Assume they have the same schema.

Further assume that their primary key is a composite key with two columns, PK1 and PK2.

With
NEWSET as (
SELECT
	MBT.PK1,
	MBT.PK2,
   hashbytes('MD5',
			   (SELECT MBT.*
				FROM (VALUES(NULL))foo(bar)
				FOR xml auto)) AS [Hash]
FROM TableNew AS MBT)
,OLDSET as (
SELECT
	MBT.PK1,
	MBT.PK2,
   hashbytes('MD5',
			   (SELECT MBT.*
				FROM (VALUES(NULL))foo(bar)
				FOR xml auto)) AS [Hash]
FROM TableOld AS MBT)
,Comparison as (
Select
	n.PK1,
	n.PK2,
	Case
		when o.[Hash] is null then 'Not in old set'
		when o.[Hash] != n.[Hash] then 'Changed'
		else 'Same'
	end as Summary
from NewSet n
left outer join OldSet o on n.PK1 = o.Pk1 and n.PK2 = o.PK2
)
,Comparison2 as (
Select
	o.PK1,
	o.PK2,
	'Not in new set' as Summary
from OldSet o
left outer join NewSet n on n.PK1 = o.Pk1 and n.PK2 = o.PK2
where n.PK1 is null and n.PK2 is null -- i.e. not match
)
Select Summary, Count(*) as [Count] from Comparison group by Summary
UNION
Select Summary, Count(*) as [Count] from Comparison2 group by Summary

This will give you a summary table that tells you:

e.g.

Summary Count
Changed 607534
Not in new set 56
Not in old set 7017
Same 65449

Problem

The maximum input to hashbytes -- prior to SQL Server 2016 -- is 8000 bytes.

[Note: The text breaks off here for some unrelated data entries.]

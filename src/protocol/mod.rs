//! Wire formats for the control and media channels
//!
//! `messages` holds the JSON command/event records of the control plane;
//! `media` holds the negotiation records and binary audio framing of the
//! media plane.

pub mod media;
pub mod messages;

pub use media::*;
pub use messages::*;
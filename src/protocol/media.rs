//! Media-plane (sendspin) message types
//!
//! JSON control records use a `{type, payload}` envelope. Audio arrives as
//! binary frames: one kind byte, an 8-byte big-endian server timestamp in
//! microseconds, then the encoded audio.

use crate::error::SessionError;
use bytes::{Buf, Bytes};
use serde::{Deserialize, Serialize};
use serde_json::Value;

/// Binary frame kind carrying an audio chunk
pub const AUDIO_CHUNK_KIND: u8 = 4;

/// Kind byte plus timestamp
pub const BINARY_HEADER_LEN: usize = 9;

/// Protocol revision announced in `client/hello`
pub const MEDIA_PROTOCOL_VERSION: u32 = 1;

/// One audio format the client can decode
#[derive(Debug, Clone, Serialize, Deserialize, PartialEq, Eq)]
pub struct AudioFormat {
    pub codec: String,
    pub channels: u8,
    pub sample_rate: u32,
    pub bit_depth: u8,
}

impl AudioFormat {
    pub fn pcm(sample_rate: u32, bit_depth: u8) -> Self {
        Self {
            codec: "pcm".to_string(),
            channels: 2,
            sample_rate,
            bit_depth,
        }
    }
}

/// Player role capabilities declared at bootstrap
#[derive(Debug, Clone, Serialize, Deserialize, PartialEq, Eq)]
pub struct PlayerSupport {
    pub support_formats: Vec<AudioFormat>,
    /// Bytes of encoded audio the client can buffer ahead
    pub buffer_capacity: u64,
}

/// Client identity and capabilities
#[derive(Debug, Clone, Serialize, Deserialize, PartialEq, Eq)]
pub struct ClientHello {
    pub client_id: String,
    pub name: String,
    pub version: u32,
    pub supported_roles: Vec<String>,
    pub player_support: PlayerSupport,
}

impl ClientHello {
    pub fn player(
        client_id: impl Into<String>,
        name: impl Into<String>,
        formats: Vec<AudioFormat>,
        buffer_capacity: u64,
    ) -> Self {
        Self {
            client_id: client_id.into(),
            name: name.into(),
            version: MEDIA_PROTOCOL_VERSION,
            supported_roles: vec!["player".to_string()],
            player_support: PlayerSupport {
                support_formats: formats,
                buffer_capacity,
            },
        }
    }
}

/// Server confirmation that the media session is live
#[derive(Debug, Clone, Serialize, Deserialize, PartialEq, Eq)]
pub struct MediaServerHello {
    pub server_id: String,
    #[serde(default)]
    pub name: String,
    #[serde(default)]
    pub version: u32,
}

/// Format of the stream the server is about to send
#[derive(Debug, Clone, Serialize, Deserialize, PartialEq, Eq)]
pub struct StreamFormat {
    #[serde(flatten)]
    pub format: AudioFormat,
    /// Base64 codec header for codecs that need one (flac, opus)
    #[serde(default, skip_serializing_if = "Option::is_none")]
    pub codec_header: Option<String>,
}

/// `{type, payload}` envelope used by every JSON media frame
#[derive(Debug, Clone, Serialize, Deserialize, PartialEq)]
pub struct MediaEnvelope {
    #[serde(rename = "type")]
    pub kind: String,
    #[serde(default)]
    pub payload: Value,
}

impl MediaEnvelope {
    pub fn new(kind: impl Into<String>, payload: Value) -> Self {
        Self {
            kind: kind.into(),
            payload,
        }
    }

    pub fn client_hello(hello: &ClientHello) -> Result<Self, SessionError> {
        Ok(Self::new("client/hello", serde_json::to_value(hello)?))
    }

    pub fn to_json(&self) -> Result<String, SessionError> {
        Ok(serde_json::to_string(self)?)
    }
}

/// Event delivered to media-plane subscribers
#[derive(Debug, Clone, PartialEq)]
pub enum MediaEvent {
    Connected(MediaServerHello),
    StreamStart(StreamFormat),
    StreamEnd,
    AudioChunk { timestamp_us: i64, data: Bytes },
    Error { message: String },
}

/// Inbound JSON media frame after classification
#[derive(Debug, Clone, PartialEq)]
pub enum MediaMessage {
    ServerHello(MediaServerHello),
    StreamStart(StreamFormat),
    StreamEnd,
    Error(String),
    /// Known envelope, type this client does not act on
    Unhandled(String),
}

impl MediaMessage {
    pub fn parse(text: &str) -> Result<Self, SessionError> {
        let envelope: MediaEnvelope = serde_json::from_str(text)?;
        let message = match envelope.kind.as_str() {
            "server/hello" => MediaMessage::ServerHello(decode_payload(&envelope)?),
            "stream/start" => {
                let player = envelope
                    .payload
                    .get("player")
                    .cloned()
                    .ok_or_else(|| SessionError::protocol("stream/start without player format"))?;
                MediaMessage::StreamStart(serde_json::from_value(player).map_err(|e| {
                    SessionError::protocol(format!("malformed stream/start: {e}"))
                })?)
            }
            "stream/end" => MediaMessage::StreamEnd,
            "error" => MediaMessage::Error(
                envelope
                    .payload
                    .get("message")
                    .and_then(Value::as_str)
                    .unwrap_or("unknown error")
                    .to_string(),
            ),
            _ => MediaMessage::Unhandled(envelope.kind),
        };
        Ok(message)
    }
}

fn decode_payload<T: serde::de::DeserializeOwned>(
    envelope: &MediaEnvelope,
) -> Result<T, SessionError> {
    serde_json::from_value(envelope.payload.clone())
        .map_err(|e| SessionError::protocol(format!("malformed {}: {e}", envelope.kind)))
}

/// Decode a binary audio frame
pub fn parse_audio_chunk(mut frame: Bytes) -> Result<(i64, Bytes), SessionError> {
    if frame.len() < BINARY_HEADER_LEN {
        return Err(SessionError::protocol(format!(
            "binary frame too short: {} bytes",
            frame.len()
        )));
    }
    let kind = frame.get_u8();
    if kind != AUDIO_CHUNK_KIND {
        return Err(SessionError::protocol(format!(
            "unknown binary frame kind {kind}"
        )));
    }
    let timestamp_us = frame.get_i64();
    Ok((timestamp_us, frame))
}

Solution for versions less than SQL Server 2016

This yak took many cans of shaving cream!

You can use this function to hash varbinary(max) ... (note you don't specify which hash function is used... so I'm guessing it's possible that two different database instances might use different hash functions inside the repl hash binary... it may be configurable? but within one database instance this should work consistently...)

master.sys.fn_repl_hash_binary(SOME_VARBINARY)

...but we don't have a var binary we have a nvarchar(max) !

So cast the nvarchar(max) to varbinary(max) before running the function....

master.sys.fn_repl_hash_binary(cast(SOME_NVARCHAR_MAX as varbinary(max)))

...And that appears to work, in SSMS... but the output is actually an array of bytes, not a varchar of any sort.

I found the trick this time is to convert the result to varchar(32) with a third parameter of 2, i.e.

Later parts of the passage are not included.